DESCRIPTION OF THE TASK ▸ Lines to return, exactly: from the line with "uuid::Uuid::now_v7()" to the line with "pub const DEFAULT_PKGUTIL: &str" in the entries below, both included.

DATA FOR REVIEW ▸

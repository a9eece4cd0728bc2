//! Shared application router builder.
//!
//! Provides [`build_app_router`] so both the production binary (`main.rs`)
//! and integration tests (`tests/common/mod.rs`) use the exact same middleware
//! stack.

use std::any::Any;
use std::time::Duration;

use axum::http::header::CONTENT_TYPE;
use axum::http::{HeaderName, Method, StatusCode};
use axum::middleware::map_response;
use axum::response::{IntoResponse, Response};
use axum::Router;
use tower_http::catch_panic::CatchPanicLayer;
use tower_http::cors::CorsLayer;
use tower_http::request_id::{MakeRequestUuid, PropagateRequestIdLayer, SetRequestIdLayer};
use tower_http::timeout::TimeoutLayer;
use tower_http::trace::{DefaultMakeSpan, DefaultOnResponse, TraceLayer};
use tracing::Level;

use crate::config::ServerConfig;
use crate::error::AppError;
use crate::routes;
use crate::state::AppState;

/// Build the full application [`Router`] with all middleware layers.
///
/// The middleware stack is applied bottom-up:
///
/// 1. CORS
/// 2. Set request ID on incoming requests
/// 3. Structured request/response tracing
/// 4. Propagate request ID to response
/// 5. JSON body for timeouts
/// 6. Request timeout
/// 7. Panic recovery (catch panics, return a JSON 500)
///
/// Unknown paths and unsupported methods answer with the same JSON error
/// envelope as the handlers.
pub fn build_app_router(state: AppState, config: &ServerConfig) -> Router {
    let cors = build_cors_layer(config);
    let request_id_header = HeaderName::from_static("x-request-id");

    Router::new()
        // Health check at root level (not under /api).
        .merge(routes::health::router())
        .nest("/api", routes::api_routes())
        .fallback(route_not_found)
        .method_not_allowed_fallback(method_not_allowed)
        // -- Middleware stack (applied bottom-up) --
        .layer(CatchPanicLayer::custom(panic_response))
        .layer(TimeoutLayer::with_status_code(
            StatusCode::REQUEST_TIMEOUT,
            Duration::from_secs(config.request_timeout_secs),
        ))
        .layer(map_response(shape_timeout))
        .layer(PropagateRequestIdLayer::new(request_id_header.clone()))
        .layer(
            TraceLayer::new_for_http()
                .make_span_with(DefaultMakeSpan::new().level(Level::INFO))
                .on_response(DefaultOnResponse::new().level(Level::INFO)),
        )
        .layer(SetRequestIdLayer::new(request_id_header, MakeRequestUuid))
        .layer(cors)
        .with_state(state)
}

pub(crate) async fn route_not_found() -> AppError {
    AppError::RouteNotFound
}

pub(crate) async fn method_not_allowed() -> AppError {
    AppError::MethodNotAllowed
}

/// The timeout layer answers with an empty 408; give it the error envelope.
async fn shape_timeout(response: Response) -> Response {
    if response.status() == StatusCode::REQUEST_TIMEOUT {
        AppError::Timeout.into_response()
    } else {
        response
    }
}

/// Shape a handler panic like any other internal error.
fn panic_response(panic: Box<dyn Any + Send + 'static>) -> Response {
    let detail = if let Some(s) = panic.downcast_ref::<String>() {
        s.clone()
    } else if let Some(s) = panic.downcast_ref::<&str>() {
        (*s).to_string()
    } else {
        "handler panicked".to_string()
    };
    AppError::InternalError(detail).into_response()
}

/// Build the CORS middleware layer from server configuration.
///
/// Panics at startup if any configured origin is invalid, which is the
/// desired behaviour -- we want misconfiguration to fail fast.
pub fn build_cors_layer(config: &ServerConfig) -> CorsLayer {
    let origins: Vec<_> = config
        .cors_origins
        .iter()
        .map(|o| {
            o.parse()
                .unwrap_or_else(|e| panic!("Invalid CORS origin '{o}': {e}"))
        })
        .collect();

    CorsLayer::new()
        .allow_origin(origins)
        .allow_methods([Method::GET, Method::POST, Method::PUT, Method::DELETE])
        .allow_headers([CONTENT_TYPE])
        .allow_credentials(true)
        .max_age(Duration::from_secs(3600))
}
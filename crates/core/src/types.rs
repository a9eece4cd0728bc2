/// Movie identifiers are UUID v7, assigned by the store on insert.
pub type MovieId = uuid::Uuid;

/// All timestamps are UTC.
pub type Timestamp = chrono::DateTime<chrono::Utc>;

/// Generate a fresh, time-ordered movie identifier.
pub fn new_movie_id() -> MovieId {
    uuid::Uuid::now_v7()
}
//! Package installation through the OS installer.
//!
//! `installed_version` never fails: a missing or unreadable receipt is the
//! normal "not installed yet" case and reports [`DottedVersion::NOT_INSTALLED`].

use anyhow::Result;
use std::path::{Path, PathBuf};
use tracing::{debug, info};

use crate::process::Cmd;
use crate::version::DottedVersion;

pub const DEFAULT_INSTALLER: &str = "/usr/sbin/installer";
pub const DEFAULT_PKGUTIL: &str = "/usr/sbin/pkgutil";

/// Install packages and read their receipts.
pub trait PackageInstaller {
    /// Version recorded in the receipt database for `package_id`.
    fn installed_version(&self, package_id: &str) -> String;

    /// Install the package at `path` onto the root volume, returning the
    /// installer's exit code. `Err` means the installer couldn't be started.
    fn install(&self, path: &Path) -> Result<i32>;
}

/// `installer(8)` and `pkgutil(1)` backed implementation.
#[derive(Debug, Clone)]
pub struct SystemInstaller {
    installer: PathBuf,
    pkgutil: PathBuf,
    dry_run: bool,
}

impl SystemInstaller {
    pub fn new(dry_run: bool) -> Self {
        Self {
            installer: PathBuf::from(DEFAULT_INSTALLER),
            pkgutil: PathBuf::from(DEFAULT_PKGUTIL),
            dry_run,
        }
    }

    /// Override the tool locations.
    pub fn with_tools(mut self, installer: impl Into<PathBuf>, pkgutil: impl Into<PathBuf>) -> Self {
        self.installer = installer.into();
        self.pkgutil = pkgutil.into();
        self
    }
}

impl PackageInstaller for SystemInstaller {
    fn installed_version(&self, package_id: &str) -> String {
        let result = Cmd::new(&self.pkgutil)
            .args(["--pkg-info", package_id])
            .allow_fail()
            .run();

        match result {
            Ok(result) if result.success() => parse_pkg_info_version(&result.stdout)
                .unwrap_or_else(|| DottedVersion::NOT_INSTALLED.to_string()),
            Ok(_) => {
                debug!(package_id, "no receipt");
                DottedVersion::NOT_INSTALLED.to_string()
            }
            Err(e) => {
                debug!(package_id, error = %e, "receipt lookup failed");
                DottedVersion::NOT_INSTALLED.to_string()
            }
        }
    }

    fn install(&self, path: &Path) -> Result<i32> {
        if self.dry_run {
            info!(path = %path.display(), "Dry run installing package");
            return Ok(0);
        }

        let result = Cmd::new(&self.installer)
            .args(["-verboseR", "-pkg"])
            .arg_path(path)
            .args(["-target", "/"])
            .allow_fail()
            .run()?;

        for line in result.combined_lines() {
            info!(target: "installer", "{}", sanitize_log_line(line));
        }
        Ok(result.code())
    }
}

/// Pull `version: X` out of `pkgutil --pkg-info` output.
pub fn parse_pkg_info_version(output: &str) -> Option<String> {
    output.lines().find_map(|line| {
        let (key, value) = line.split_once(':')?;
        let value = value.trim();
        (key.trim() == "version" && !value.is_empty()).then(|| value.to_string())
    })
}

/// Make an installer output line safe for the log sink.
///
/// `%` becomes a space (format-string sinks choke on it), ellipses and
/// control characters are dropped.
pub fn sanitize_log_line(line: &str) -> String {
    line.chars()
        .filter(|c| *c != '\u{2026}' && (!c.is_control() || *c == '\t'))
        .map(|c| if c == '%' { ' ' } else { c })
        .collect()
}
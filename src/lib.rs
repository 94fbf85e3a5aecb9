//! Bootstrapper library exports.
//!
//! Every component is public so integration tests can drive the scheduler
//! with in-process collaborators.

pub mod config;
pub mod console;
pub mod digest;
pub mod download;
pub mod error;
pub mod fetch;
pub mod installer;
pub mod manifest;
pub mod preflight;
pub mod process;
pub mod rendezvous;
pub mod scheduler;
pub mod script;
pub mod status;
pub mod teardown;
pub mod timing;
pub mod version;

pub use config::RunConfig;
pub use error::{BootstrapError, BootstrapResult};
pub use scheduler::{Collaborators, ItemOutcome, RunReport, Scheduler};
/// The notifier tails this log in `-munki` mode; it has to exist.
fn ensure_munki_log(path: &Path) {
    let result = (|| -> std::io::Result<()> {
        if let Some(parent) = path.parent() {
            fs::create_dir_all(parent)?;
            fs::set_permissions(parent, fs::Permissions::from_mode(0o755))?;
        }
        if !path.is_file() {
            fs::OpenOptions::new().create(true).append(true).open(path)?;
            fs::set_permissions(path, fs::Permissions::from_mode(0o777))?;
        }
        Ok(())
    })();
    if let Err(e) = result {
        warn!(path = %path.display(), error = %e, "failed to create Munki log");
    }
}

#[cfg(test)]
mod tests {
    use super::*;

    #[test]
    fn test_launcher_script_without_args() {
        assert_eq!(
            launcher_script("/Applications/Utilities/DEPNotify.app", None),
            "#!/bin/sh\n/usr/bin/open '/Applications/Utilities/DEPNotify.app'\n"
        );
    }

    #[test]
    fn test_launcher_script_with_args() {
        assert_eq!(
            launcher_script("/Applications/My App.app", Some("-munki  -fullScreen")),
            "#!/bin/sh\n/usr/bin/open '/Applications/My App.app' --args '-munki' '-fullScreen'\n"
        );
    }

    #[test]
    fn test_shell_quote_escapes_single_quotes() {
        assert_eq!(shell_quote("it's"), r"'it'\''s'");
    }

    #[test]
    fn test_ensure_munki_log_creates_file() {
        let dir = tempfile::tempdir().unwrap();
        let log = dir.path().join("Managed Installs/Logs/ManagedSoftwareUpdate.log");
        ensure_munki_log(&log);
        assert!(log.is_file());
        // Existing log left alone.
        fs::write(&log, "keep").unwrap();
        ensure_munki_log(&log);
        assert_eq!(fs::read_to_string(&log).unwrap(), "keep");
    }

    #[test]
    fn test_report_tally() {
        let mut report = RunReport::default();
        report.record(&ItemOutcome::Completed);
        report.record(&ItemOutcome::Skipped(SkipReason::SessionRequired));
        report.record(&ItemOutcome::Failed("x".into()));
        report.record(&ItemOutcome::Completed);
        assert_eq!((report.completed, report.skipped, report.failed), (2, 1, 1));
    }
}
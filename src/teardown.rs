//! End-of-run cleanup.
//!
//! Every step is best-effort: failures are logged and counted, and the next
//! step still runs.

use anyhow::{Context, Result};
use std::fs;
use std::path::Path;
use tracing::{info, warn};

use crate::config::RunConfig;
use crate::process::Cmd;
use crate::status::StatusLog;

/// Control over the OS service scheduler that started this run.
pub trait ServiceManager {
    /// Unload the user-session agent from the console user's domain.
    fn remove_agent(&self, uid: u32, agent_id: &str) -> Result<()>;
    /// Unload the privileged daemon.
    fn remove_daemon(&self, daemon_id: &str) -> Result<()>;
    fn reboot(&self) -> Result<()>;
}

/// `launchctl(1)` / `shutdown(8)` backed implementation.
#[derive(Debug, Clone, Copy, Default)]
pub struct Launchctl;

impl ServiceManager for Launchctl {
    fn remove_agent(&self, uid: u32, agent_id: &str) -> Result<()> {
        Cmd::new("/bin/launchctl")
            .args(["asuser", &uid.to_string(), "/bin/launchctl", "remove", agent_id])
            .error_msg(format!("failed to remove agent {}", agent_id))
            .run()?;
        Ok(())
    }

    fn remove_daemon(&self, daemon_id: &str) -> Result<()> {
        Cmd::new("/bin/launchctl")
            .args(["remove", daemon_id])
            .error_msg(format!("failed to remove daemon {}", daemon_id))
            .run()?;
        Ok(())
    }

    fn reboot(&self) -> Result<()> {
        Cmd::new("/sbin/shutdown")
            .args(["-r", "now"])
            .error_msg("failed to trigger reboot")
            .run()?;
        Ok(())
    }
}

/// What teardown managed to do.
#[derive(Debug, Clone, Default, PartialEq, Eq)]
pub struct TeardownReport {
    pub steps: usize,
    pub failed: Vec<String>,
}

impl TeardownReport {
    fn step(&mut self, name: &str, result: Result<()>) {
        self.steps += 1;
        match result {
            Ok(()) => info!(step = name, "teardown step done"),
            Err(e) => {
                warn!(step = name, "teardown step failed: {:#}", e);
                self.failed.push(name.to_string());
            }
        }
    }

    pub fn is_clean(&self) -> bool {
        self.failed.is_empty()
    }
}

fn remove_file(path: &Path) -> Result<()> {
    fs::remove_file(path).with_context(|| format!("Failed to remove {}", path.display()))
}

fn remove_tree(path: &Path) -> Result<()> {
    fs::remove_dir_all(path).with_context(|| format!("Failed to remove {}", path.display()))
}

/// Remove scheduling entries and working state, then reboot or unload.
///
/// `console_uid` is the uid of the console user, if one is logged in.
pub fn teardown(
    config: &RunConfig,
    services: &dyn ServiceManager,
    console_uid: Option<u32>,
    status: &StatusLog,
) -> TeardownReport {
    let mut report = TeardownReport::default();

    if config.dry_run {
        info!(
            daemon = %config.daemon_plist().display(),
            agent = %config.agent_plist().display(),
            "Dry run: leaving scheduling entries in place"
        );
    } else {
        report.step("remove daemon plist", remove_file(&config.daemon_plist()));
        report.step("remove agent plist", remove_file(&config.agent_plist()));
        info!(agent = %config.agent_id, "Removing LaunchAgent from launchctl list");
        let agent = match console_uid {
            Some(uid) => services.remove_agent(uid, &config.agent_id),
            None => Err(anyhow::anyhow!("no console user to remove the agent for")),
        };
        report.step("unload agent", agent);
    }

    report.step("remove working directory", remove_tree(&config.work_dir));
    report.step("remove flag directory", remove_tree(&config.flag_dir));

    status.send_all(&config.notify.completion);

    if config.dry_run {
        info!(reboot = config.reboot, "Dry run: skipping reboot / daemon unload");
    } else if config.reboot {
        report.step("reboot", services.reboot());
    } else {
        info!(daemon = %config.daemon_id, "Removing LaunchDaemon from launchctl list");
        report.step("unload daemon", services.remove_daemon(&config.daemon_id));
    }

    report
}
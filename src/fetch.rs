//! Fetch client.
//!
//! The transport itself (TLS, redirects, resume) belongs to curl. This module
//! only describes one fetch attempt and classifies what came back; retrying
//! is the job of [`crate::download`].

use std::path::{Path, PathBuf};
use tracing::{debug, info, warn};

use crate::process::Cmd;

/// curl's exit code for "transferred a partial file".
const CURL_PARTIAL_FILE: i32 = 18;

/// One download request.
#[derive(Debug, Clone)]
pub struct FetchRequest {
    /// Display label used in log lines.
    pub name: String,
    pub url: String,
    pub dest: PathBuf,
    /// Value for an `Authorization` header, if any.
    pub authorization: Option<String>,
}

impl FetchRequest {
    pub fn new(name: impl Into<String>, url: impl Into<String>, dest: impl Into<PathBuf>) -> Self {
        Self {
            name: name.into(),
            url: url.into(),
            dest: dest.into(),
            authorization: None,
        }
    }

    pub fn with_authorization(mut self, value: Option<&str>) -> Self {
        self.authorization = value.map(str::to_string);
        self
    }
}

/// Result of a single fetch attempt.
#[derive(Debug, Clone, PartialEq, Eq)]
pub enum FetchOutcome {
    Complete(PathBuf),
    Partial { path: PathBuf, bytes: u64 },
    TransportError(String),
}

/// Something that can move bytes from a URL to a local path.
pub trait Fetcher {
    fn fetch(&self, request: &FetchRequest) -> FetchOutcome;
}

/// Fetcher backed by the `curl` binary.
#[derive(Debug, Clone)]
pub struct CurlFetcher {
    program: PathBuf,
}

impl Default for CurlFetcher {
    fn default() -> Self {
        Self::new("curl")
    }
}

impl CurlFetcher {
    pub fn new(program: impl Into<PathBuf>) -> Self {
        Self {
            program: program.into(),
        }
    }

    fn command(&self, request: &FetchRequest) -> Cmd {
        let mut cmd = Cmd::new(&self.program)
            .args(["--fail", "--silent", "--show-error", "--location", "--create-dirs"])
            .arg("--output")
            .arg_path(&request.dest);
        if let Some(ref auth) = request.authorization {
            cmd = cmd.arg("--header").arg(format!("Authorization: {}", auth));
        }
        cmd.arg(&request.url).allow_fail()
    }
}

impl Fetcher for CurlFetcher {
    fn fetch(&self, request: &FetchRequest) -> FetchOutcome {
        info!(item = %request.name, url = %request.url, "Starting download");

        let result = match self.command(request).run() {
            Ok(result) => result,
            Err(e) => return FetchOutcome::TransportError(format!("{:#}", e)),
        };

        match result.code() {
            0 => {
                debug!(item = %request.name, path = %request.dest.display(), "download complete");
                FetchOutcome::Complete(request.dest.clone())
            }
            CURL_PARTIAL_FILE => {
                let bytes = file_len(&request.dest);
                warn!(item = %request.name, bytes, "partial download");
                FetchOutcome::Partial {
                    path: request.dest.clone(),
                    bytes,
                }
            }
            code => {
                let message = format!("curl exit code {}: {}", code, result.stderr_trimmed());
                warn!(item = %request.name, url = %request.url, "Error: {}", message);
                FetchOutcome::TransportError(message)
            }
        }
    }
}

fn file_len(path: &Path) -> u64 {
    std::fs::metadata(path).map(|m| m.len()).unwrap_or(0)
}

EXERCISE OUTPUT ▸
    uuid::Uuid::now_v7()
}
//! Package installation through the OS installer.
//!
//! `installed_version` never fails: a missing or unreadable receipt is the
//! normal "not installed yet" case and reports [`DottedVersion::NOT_INSTALLED`].

use anyhow::Result;
use std::path::{Path, PathBuf};
use tracing::{debug, info};

use crate::process::Cmd;
use crate::version::DottedVersion;

pub const DEFAULT_INSTALLER: &str = "/usr/sbin/installer";
pub const DEFAULT_PKGUTIL: &str = "/usr/sbin/pkgutil";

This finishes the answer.